Asked by Ameer Fahmi on 18 Jul 2019
Latest activity Commented on by Walter Roberson
on 19 Jul 2019
I'm trying to use the below described code of bayesian time-varying VAR. The complete package of the code can be found here.

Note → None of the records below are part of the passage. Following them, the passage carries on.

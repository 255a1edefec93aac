//! Call-flow discovery for FreePBX systems
//!
//! This crate reads a FreePBX configuration database whose schema version is
//! not known in advance, works out which tables and columns hold each routing
//! component, and turns every inbound route into a resolved call-flow tree.
//!
//! # Architecture
//!
//! One pass runs these stages in order:
//! - [`SchemaCatalog`]: list the tables a [`SchemaSource`] exposes
//! - [`ComponentMapper`]: pick a table and columns for each [`ComponentKind`]
//! - [`DataCollector`]: run one normalized SELECT per mapped component
//! - [`DestinationResolver`]: follow destination references into a
//!   [`CallFlowNode`] tree, stopping at loops and at a fixed depth
//! - [`FlowRenderer`]: print the tree with connectors and optional colors
//!
//! Components that cannot be mapped or collected are reported and left
//! empty; only an unreachable source stops the run.
//!
//! # Examples
//!
//! ## Against a live database
//!
//! ```rust,no_run
//! use freepbx_callflow::{
//!     analyze, CallFlowReport, CallflowError, FlowRenderer, MysqlOptions, MysqlSource,
//!     RenderOptions,
//! };
//!
//! #[tokio::main]
//! async fn main() -> Result<(), CallflowError> {
//!     let source = MysqlSource::new(MysqlOptions::new().user("root"));
//!     let analysis = analyze(&source).await?;
//!
//!     let renderer = FlowRenderer::new(RenderOptions::default());
//!     for line in CallFlowReport::new(&analysis.model).render(&renderer, Some("2485550100")) {
//!         println!("{}", line);
//!     }
//!     Ok(())
//! }
//! ```
//!
//! ## From in-memory tables
//!
//! ```rust
//! use freepbx_callflow::{DestinationResolver, MemorySource, MemoryTable, NodeKind};
//!
//! # tokio_test::block_on(async {
//! let source = MemorySource::new()
//!     .table(
//!         "users",
//!         MemoryTable::new(["extension", "name"]).row(["410", "Alice"]),
//!     )
//!     .table(
//!         "incoming",
//!         MemoryTable::new(["extension", "destination"]).row(["5550100", "ext-local,410,1"]),
//!     );
//! let analysis = freepbx_callflow::analyze(&source).await.unwrap();
//!
//! let root = DestinationResolver::new(&analysis.model).resolve("ext-local,410,1");
//! assert_eq!(root.kind, NodeKind::Extension);
//! assert_eq!(root.label, "Extension 410 (Alice)");
//! # });
//! ```

pub mod candidates;
pub mod catalog;
pub mod collector;
pub mod component;
pub mod describe;
pub mod destination;
pub mod error;
pub mod mapper;
pub mod model;
pub mod node;
pub mod pipeline;
pub mod render;
pub mod resolver;
pub mod snapshot;
pub mod source;

pub(crate) mod constants;

pub use candidates::{builtin_specs, spec_for, ComponentSpec, FieldCandidates, IdentityOrder};
pub use catalog::SchemaCatalog;
pub use collector::{CollectedData, CollectionStatus, ComponentData, DataCollector};
pub use component::{ComponentKind, ComponentRecord};
pub use constants::{
    DEFAULT_DATABASE, DEFAULT_DB_USER, DEFAULT_QUERY_TIMEOUT_MS, DEFAULT_SOCKET, MAX_RESOLVE_DEPTH,
    MYSQL_PASSWORD_ENV,
};
pub use destination::{Destination, DestinationKind};
pub use error::{CallflowError, CallflowResult};
pub use mapper::{map_component, ComponentMapper, MappingSet, SchemaMapping};
pub use model::PbxModel;
pub use node::{Branch, CallFlowNode, NodeKind};
pub use pipeline::{analyze, analyze_with, Analysis, CallFlowReport, RouteFlow};
pub use render::{FlowRenderer, RenderOptions};
pub use resolver::{DestinationResolver, ResolverOptions};
pub use snapshot::Snapshot;
pub use source::{MemorySource, MemoryTable, MysqlOptions, MysqlSource, SchemaSource, SelectQuery};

I have issues in estimating the TVP-VAR model with more than one lag, my data has two variables with 268 observations and the optima lag is set at 6 as indicated by information criteria.
clear; clc;
load USdata1.csv;
Y0 = USdata1(1:3,:);
shortY = USdata1(4:end,:);
[T n] = size(shortY);
Y = reshape(shortY',T*n,1);
p = 6; % no. of lags
q = n^2*p+n; % dim of states
Tq = T*q; Tn = T*n; q2 = q^2; nnp1 = n*(n+1);
nloop = 11000; burnin = 1000;
%% initialize for storage
store_Omega11 = zeros(nloop-burnin,n,n);
store_Omega22 = zeros(nloop-burnin,q);
store_beta = zeros(nloop-burnin,Tq);
%% initialize the Markov chain
Omega11 = cov(USdata1);
Omega22 = .01*ones(q,1); % store only the diag elements
invOmega11 = Omega11\speye(n);
invOmega22 = 1./Omega22;
beta = zeros(Tq,1);
%% prior
nu01 = n+3; S01 = eye(n);
nu02 = 3; S02 = .005*ones(q,1);
Vbeta = 5*ones(q,1);
%% construct and compute a few thigns
X = zeros(T,n*p);
for i=1:p
X(:,(i-1)*n+1:i*n) = [Y0(3-i+1:end,:); shortY(1:T-i,:)];
end
bigG = SURform([ones(n*T,1) kron(X,ones(n,1))]);
H = speye(Tq,Tq) - sparse(q+1:Tq,1:(T-1)*q,ones(1,(T-1)*q),Tq,Tq);
newnu1 = nu01 + T;
newnu2 = nu02 + (T-1)/2;
disp('Starting MCMC.... ');
disp(' ' );
start_time = clock;
for loop = 1:nloop
%% sample beta
invS = sparse(1:Tq,1:Tq,[1./Vbeta; repmat(invOmega22,T-1,1)]');
K = H'*invS*H;
GinvOmega11 = bigG'*kron(speye(T),invOmega11);
GinvOmega11G = GinvOmega11*bigG;
invP = K + GinvOmega11G;
C = chol(invP); % so that C'*C = invP
betahat = C\(C'\(GinvOmega11*Y));
beta = betahat + C\randn(Tq,1); % C is upper triangular
%% sample Omega11
e1 = reshape(Y-bigG*beta,n,T);
newS1 = S01 + e1*e1';
invOmega11 = wishrnd(newS1\speye(n),newnu1);
Omega11 = invOmega11\speye(n);
%% sample Omega22
e2 = reshape(H*beta,q,T);
newS2 = S02 + sum(e2(:,2:end).^2,2)/2;
invOmega22 = gamrnd(newnu2,1./newS2);
Omega22 = 1./invOmega22;
if loop>burnin
i=loop-burnin;
store_beta(i,:) = beta';
store_Omega11(i,:,:) = Omega11;
store_Omega22(i,:) = Omega22';
end
if ( mod( loop, 2000 ) ==0 )
disp( [ num2str( loop ) ' loops... ' ] )
end
end
disp( ['MCMC takes ' num2str( etime( clock, start_time) ) ' seconds' ] );
disp(' ' );
%% compute posterior means
betahat = mean(store_beta)';
Omega11hat = squeeze(mean(store_Omega11));
Omega22hat = mean(store_Omega22);
tempbetahat = reshape(betahat,nnp1,T)';
gamhat1 = tempbetahat(:,1:n+1);
gamhat2 = tempbetahat(:,(n+1)+1:2*(n+1));
The code gives no error when one lag is used, but when more than 1 lag is used, an error occurs reffering to the matrix "X" in line 28. The matrix X is basically constructed to include all the lags, in case of 6 lags the X matrix should have 12 columns with non-zero values, but when I use 6 lags, the Matrix "X" is having columns with zero values which generates the following error
Index in position 1 is invalid. Array indices must be positive integers or logical values.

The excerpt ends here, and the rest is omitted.